When Bode Fox decided he wanted to raise money for the Alberta Children’s Hospital (ACH), he looked to mom Susanne for help.
“I talked to him and we said, ‘What should we set for a goal?'” said Susanne Fox, a former Global News anchor turned communications expert. “‘Do you think $500?’ And he’s like, ‘I think that sounds awesome, mom.'”
In hindsight, it was a fairly modest goal and one that took barely any time to reach.
“Within like 24 hours, it was like poppin!” said Susanne, who reached out to family and friends to support Bode’s participation in the 19th Annual Country 105 Caring for Kids radiothon in support of the Alberta Children’s Hospital Foundation (ACHF).
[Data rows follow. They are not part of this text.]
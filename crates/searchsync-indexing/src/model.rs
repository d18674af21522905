//! Data model: class hierarchy and relation metadata of the record store.
//!
//! The model is schema-only. It answers subtype questions for index routing
//! and tells path resolution which accessor names are relations and what
//! they point at, without touching any record.

use std::collections::HashSet;

use indexmap::IndexMap;
use serde::{Deserialize, Serialize};

/// Cardinality of a relation.
#[derive(Debug, Clone, Copy, PartialEq, Eq, Serialize, Deserialize)]
#[serde(rename_all = "snake_case")]
pub enum RelationKind {
    HasOne,
    HasMany,
    ManyMany,
}

impl RelationKind {
    pub fn is_to_many(&self) -> bool {
        !matches!(self, RelationKind::HasOne)
    }
}

/// A named relation from one class to another.
#[derive(Debug, Clone, PartialEq, Eq, Serialize, Deserialize)]
pub struct RelationDef {
    pub kind: RelationKind,
    pub target: String,
}

/// One record class.
#[derive(Debug, Clone, Default, PartialEq, Eq, Serialize, Deserialize)]
pub struct ClassDef {
    /// Direct parent class; `None` for base classes
    #[serde(default)]
    pub parent: Option<String>,

    /// Whether historical snapshots exist for this class
    #[serde(default)]
    pub versioned: bool,

    #[serde(default)]
    pub relations: IndexMap<String, RelationDef>,
}

impl ClassDef {
    pub fn new() -> Self {
        Self::default()
    }

    pub fn extends(mut self, parent: impl Into<String>) -> Self {
        self.parent = Some(parent.into());
        self
    }

    pub fn versioned(mut self) -> Self {
        self.versioned = true;
        self
    }

    pub fn has_one(self, name: impl Into<String>, target: impl Into<String>) -> Self {
        self.relation(name, RelationKind::HasOne, target)
    }

    pub fn has_many(self, name: impl Into<String>, target: impl Into<String>) -> Self {
        self.relation(name, RelationKind::HasMany, target)
    }

    pub fn many_many(self, name: impl Into<String>, target: impl Into<String>) -> Self {
        self.relation(name, RelationKind::ManyMany, target)
    }

    fn relation(
        mut self,
        name: impl Into<String>,
        kind: RelationKind,
        target: impl Into<String>,
    ) -> Self {
        self.relations.insert(
            name.into(),
            RelationDef {
                kind,
                target: target.into(),
            },
        );
        self
    }
}

/// The set of record classes known to the store.
#[derive(Debug, Clone, Default, PartialEq, Eq, Serialize, Deserialize)]
pub struct DataModel {
    #[serde(default)]
    classes: IndexMap<String, ClassDef>,
}

impl DataModel {
    pub fn new() -> Self {
        Self::default()
    }

    /// Register a class.
    pub fn with_class(mut self, name: impl Into<String>, def: ClassDef) -> Self {
        self.classes.insert(name.into(), def);
        self
    }

    pub fn contains(&self, class: &str) -> bool {
        self.classes.contains_key(class)
    }

    pub fn class(&self, class: &str) -> Option<&ClassDef> {
        self.classes.get(class)
    }

    pub fn class_names(&self) -> impl Iterator<Item = &str> {
        self.classes.keys().map(String::as_str)
    }

    /// The class followed by its ancestors, most derived first.
    ///
    /// Unknown classes yield just themselves. A parent cycle in the model
    /// stops at the first repeated class.
    pub fn ancestry(&self, class: &str) -> Vec<String> {
        let mut chain = vec![class.to_string()];
        let mut seen: HashSet<&str> = HashSet::new();
        seen.insert(class);

        let mut current = self.classes.get(class).and_then(|c| c.parent.as_deref());
        while let Some(parent) = current {
            if !seen.insert(parent) {
                break;
            }
            chain.push(parent.to_string());
            current = self.classes.get(parent).and_then(|c| c.parent.as_deref());
        }
        chain
    }

    /// Whether `class` equals `ancestor` or transitively extends it.
    pub fn is_a(&self, class: &str, ancestor: &str) -> bool {
        class == ancestor || self.ancestry(class).iter().any(|c| c == ancestor)
    }

    /// Topmost ancestor of a class (the class itself for base classes).
    pub fn base_class(&self, class: &str) -> String {
        self.ancestry(class)
            .pop()
            .unwrap_or_else(|| class.to_string())
    }

    /// Whether the class (or any ancestor) keeps historical snapshots.
    pub fn is_versioned(&self, class: &str) -> bool {
        self.ancestry(class)
            .iter()
            .any(|c| self.classes.get(c).map(|d| d.versioned).unwrap_or(false))
    }

    /// Look up a relation by name on a class or its ancestors.
    ///
    /// Exact names win; otherwise an ASCII case-insensitive match is accepted.
    pub fn relation(&self, class: &str, name: &str) -> Option<(&str, &RelationDef)> {
        let chain = self.ancestry(class);
        for ancestor in &chain {
            if let Some((key, def)) = self
                .classes
                .get(ancestor)
                .and_then(|c| c.relations.get_key_value(name))
            {
                return Some((key.as_str(), def));
            }
        }
        for ancestor in &chain {
            if let Some((key, def)) = self.classes.get(ancestor).and_then(|c| {
                c.relations
                    .iter()
                    .find(|(k, _)| k.eq_ignore_ascii_case(name))
            }) {
                return Some((key.as_str(), def));
            }
        }
        None
    }
}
With just hours left in the event, Bode had amassed more than $33,000 or over 6500 per cent of his initial goal.
“It makes me feel really good because they (donors) don’t even — they haven’t even heard of me,” said Bode. “That they take time out of their day and donate a couple $100 means a lot.”
“I just can’t even believe what he’s been able to do,” said ACHF president and CEO Saifa Koonar. “He’s inspired people around him to give and this this young boy has done this and we couldn’t be more grateful.”
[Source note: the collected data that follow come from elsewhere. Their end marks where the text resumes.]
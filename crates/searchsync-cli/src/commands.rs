//! Command implementations.
//!
//! Every command writes its report to the given writer so that it can be
//! exercised from tests; logging goes through tracing.

use std::collections::BTreeMap;
use std::fs;
use std::io::Write;
use std::path::Path;
use std::sync::Arc;

use anyhow::{bail, Context, Result};
use searchsync_indexing::{
    DataModel, InMemoryBackend, IndexService, MemoryStore, StoreFixture, SyncContext,
};
use searchsync_jobs::{ClearIndexJob, LoggingProgressCallback, ReindexJob, SyncRunner};
use searchsync_types::{Settings, WireDocument};
use tracing::info;

use crate::cli::{Cli, Commands};

/// Install the global tracing subscriber.
///
/// `RUST_LOG` takes precedence over the configured level.
pub fn init_logging(log_level: &str) -> Result<()> {
    let subscriber = tracing_subscriber::fmt()
        .with_env_filter(
            tracing_subscriber::EnvFilter::try_from_default_env()
                .unwrap_or_else(|_| tracing_subscriber::EnvFilter::new(log_level)),
        )
        .with_writer(std::io::stderr)
        .finish();
    tracing::subscriber::set_global_default(subscriber)
        .context("Failed to set tracing subscriber")?;
    Ok(())
}

/// Load settings and apply the global CLI overrides.
pub fn load_settings(cli: &Cli) -> Result<Settings> {
    let mut settings =
        Settings::load(cli.config.as_deref()).context("Failed to load configuration")?;
    if let Some(level) = &cli.log_level {
        settings.log_level = level.clone();
    }
    if let Some(indexes) = &cli.indexes {
        settings.indexes_file = Some(indexes.clone());
    }
    Ok(settings)
}

/// Read a JSON store fixture.
pub fn load_fixture(path: &Path) -> Result<StoreFixture> {
    let bytes = fs::read(path).with_context(|| format!("Failed to read {}", path.display()))?;
    serde_json::from_slice(&bytes)
        .with_context(|| format!("Failed to parse fixture {}", path.display()))
}

/// A context over fixture data and an in-memory backend.
pub struct DryRun {
    pub ctx: Arc<SyncContext>,
    pub backend: Arc<InMemoryBackend>,
}

impl DryRun {
    pub fn new(settings: Settings, data: Option<&Path>) -> Result<Self> {
        let fixture = match data {
            Some(path) => load_fixture(path)?,
            None => StoreFixture::default(),
        };
        let model: DataModel = fixture.model.clone();
        let store = MemoryStore::from_fixture(fixture);
        let backend = Arc::new(InMemoryBackend::new(settings.id_field.clone()));
        let ctx = SyncContext::builder(settings, model)
            .with_store(Arc::new(store))
            .with_backend(backend.clone())
            .build()
            .context("Invalid index configuration")?;
        Ok(Self { ctx, backend })
    }

    /// Stored documents per backend index.
    pub fn documents(&self) -> BTreeMap<String, Vec<WireDocument>> {
        self.backend
            .index_names()
            .into_iter()
            .map(|index| {
                let docs = self
                    .backend
                    .ids(&index)
                    .iter()
                    .filter_map(|id| self.backend.document(&index, id))
                    .collect();
                (index, docs)
            })
            .collect()
    }
}

pub fn check_config(settings: Settings, data: Option<&Path>, out: &mut dyn Write) -> Result<()> {
    let run = DryRun::new(settings, data)?;
    let configuration = run.ctx.configuration();
    for class in configuration.searchable_classes() {
        configuration
            .fields_for_class(&class)
            .with_context(|| format!("Invalid fields for class {}", class))?;
    }
    let schemas = IndexService::new(run.ctx.clone()).schema()?;
    if schemas.is_empty() {
        bail!("No indexes configured; set indexes_file or pass --indexes");
    }

    writeln!(
        out,
        "Configuration OK: {} indexes, {} searchable classes",
        schemas.len(),
        configuration.searchable_classes().len()
    )?;
    Ok(())
}

pub fn show_indexes(
    settings: Settings,
    data: Option<&Path>,
    class: Option<&str>,
    out: &mut dyn Write,
) -> Result<()> {
    let run = DryRun::new(settings, data)?;
    let configuration = run.ctx.configuration();

    if let Some(class) = class {
        let selection = configuration.indexes_for_class(class);
        if selection.is_empty() {
            writeln!(out, "{} is not indexed", class)?;
        }
        for index in selection.keys() {
            writeln!(out, "{}", index)?;
        }
        return Ok(());
    }

    for (index, definition) in configuration.definitions() {
        let classes: Vec<String> = definition
            .include_classes
            .iter()
            .map(|(class, spec)| {
                if spec.is_excluded() {
                    format!("!{}", class)
                } else {
                    class.clone()
                }
            })
            .collect();
        writeln!(out, "{}: {}", index, classes.join(", "))?;
    }
    Ok(())
}

pub fn show_schema(settings: Settings, data: Option<&Path>, out: &mut dyn Write) -> Result<()> {
    let run = DryRun::new(settings, data)?;
    let schemas = IndexService::new(run.ctx.clone()).schema()?;
    writeln!(out, "{}", serde_json::to_string_pretty(&schemas)?)?;
    Ok(())
}

fn run_reindex(run: &DryRun, out: Option<&mut dyn Write>) -> Result<()> {
    let mut job = ReindexJob::new(run.ctx.clone()).with_progress(Box::new(LoggingProgressCallback));
    let summary = SyncRunner::new().run(&mut job)?;
    if let Some(out) = out {
        for step in &summary.steps {
            writeln!(out, "{}", step)?;
        }
        writeln!(out, "{}", summary)?;
    }
    Ok(())
}

pub fn reindex(
    settings: Settings,
    data: Option<&Path>,
    dump: bool,
    out: &mut dyn Write,
) -> Result<()> {
    let run = DryRun::new(settings, data)?;
    run_reindex(&run, Some(&mut *out))?;
    if dump {
        writeln!(out, "{}", serde_json::to_string_pretty(&run.documents())?)?;
    }
    Ok(())
}

pub fn clear(
    settings: Settings,
    data: Option<&Path>,
    index: &str,
    max_attempts: Option<usize>,
    out: &mut dyn Write,
) -> Result<()> {
    let run = DryRun::new(settings, data)?;
    if !run.ctx.configuration().index_names().iter().any(|i| i == index) {
        bail!("Unknown index: {}", index);
    }
    run_reindex(&run, None)?;

    let mut job = ClearIndexJob::new(run.ctx.clone(), index);
    if let Some(attempts) = max_attempts {
        job = job.with_max_attempts(attempts);
    }
    let summary = SyncRunner::new().run(&mut job)?;
    for step in &summary.steps {
        writeln!(out, "{}", step)?;
    }
    info!(index, steps = summary.step_count(), "Index cleared");
    Ok(())
}

/// Run a parsed command line with settings from [`load_settings`].
pub fn run(cli: Cli, mut settings: Settings, out: &mut dyn Write) -> Result<()> {
    let data = cli.data.as_deref();

    match cli.command {
        Commands::CheckConfig => check_config(settings, data, out),
        Commands::Indexes { class } => show_indexes(settings, data, class.as_deref(), out),
        Commands::Schema => show_schema(settings, data, out),
        Commands::Reindex {
            batch_size,
            variant,
            dump,
        } => {
            if let Some(batch_size) = batch_size {
                settings.batch_size = batch_size;
            }
            if variant.is_some() {
                settings.index_variant = variant;
            }
            reindex(settings, data, dump, out)
        }
        Commands::Clear {
            index,
            batch_size,
            max_attempts,
        } => {
            if let Some(batch_size) = batch_size {
                settings.batch_size = batch_size;
            }
            clear(settings, data, &index, max_attempts, out)
        }
    }
}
Bode has his own reasons for fighting to help the more than 100,000 sick and injured kids that visit ACH each year.
Since last May, the 10-year-old has been battling a rare blood disease called aplastic anemia, a condition which leaves him prone to uncontrolled bleeding and extremely vulnerable to infection.
“It’s a very rare blood disease and, big-umbrella wise, it’s bone marrow failure,” explained Susanne. “So the stem cells in his body are being destroyed and stem cells are, you know, ground zero for all of us.
“We don’t know what caused it but we know that his body is destroying his stem cells as quickly as his body’s trying to make them.”
“He’s at high risk of bleeding. A little bump becomes a large hematoma on his body,” said Susanne. “His mouth is always bleeding. He has almost zero immunity to most things and a little cut can lead to a spiked fever and a blood infection in a matter of hours.”
“It’s been hard and I’ve definitely learned a lot of stuff that I didn’t know about my body,” said Bode, who has undergone over 50 platelet transfusions and nearly 20 blood transfusions in the nine months since his diagnosis.
There are no known cures for aplastic anemia, but there are a few different treatments.
Unfortunately for Bode, one of them — immunosuppressive therapy — didn’t work. Next up is a stem cell transplant that was scheduled for March, but has since been delayed.
“We are disappointed because… we’re working really hard to keep him safe and every week there’s a delay,” Susanne said through tears. “There’s risks to him.
“It’s gut wrenching.”
Except for his twice-weekly hospital visits for transfusions, Bode has been under strict isolation since May 2021. The COVID-19 pandemic has made it difficult for even his parents to leave the house for fear of introducing viruses into the home.
“It’s one thing to have an immunocompromised child and it’s another to have a child in this state right now because it’s impacting every facet of his care,” said Susanne. “When people complain about being in quarantine for 14 days, I’m like, ‘This kid’s been in quarantine for nine months.'”
Despite the setbacks and daily challenges, Fox said the fundraiser was a really good and positive distraction for her son.
“He’s gotten up every day this week and read the messages, and it’s really kind of lifted his spirits,” said Fox. “He’s got a real kick out of it.
“He can’t wait to talk to his doctors and nurses and tell them how much money has been raised for this.”
All money raised through the radiothon will support the ACHF in their efforts to fund research, education and technology at the children’s hospital in Calgary.
“In terms of the Children’s Hospital, there is nothing typical about this hospital. It is extraordinary in absolutely every way,” said Susanne. “And it’s because of this community and fundraisers like this, that make it so. So that’s no accident.
“It is a community that cares for children and because of that our children are getting the best care.”
“I’m very grateful for it and I can’t explain how good the nurses and doctors are there. Some of them are the best in the world. And I feel really, really safe there,” added Bode.